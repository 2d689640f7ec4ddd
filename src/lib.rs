#![doc = include_str!("../README.md")]
mod ingest;
mod sale;
mod sales;
mod shell;
mod stats;

pub use ingest::{ingest, ingest_file, invalid_paths, FileSummary, IngestError, Ingestion};
pub use sale::{DateFormat, ParseFailure, Sale, DELIMITER};
pub use sales::{date_span, filter_range, sort_by_date};
pub use shell::Shell;
pub use stats::{run_query, statistics, RangeReport, Statistics};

→ YOUR OBJECTIVE
Copy out the records shown above, every one, exactly.

→ SOLUTION TO THIS PROBLEM
repository 2d689640f7ec4ddd
filename src/lib.rs
#![doc = include_str!("../README.md")]
mod ingest;
mod sale;
mod sales;
mod shell;
mod stats;

pub use ingest::{ingest, ingest_file, invalid_paths, FileSummary, IngestError, Ingestion};
pub use sale::{DateFormat, ParseFailure, Sale, DELIMITER};
pub use sales::{date_span, filter_range, sort_by_date};
pub use shell::Shell;
pub use stats::{run_query, statistics, RangeReport, Statistics};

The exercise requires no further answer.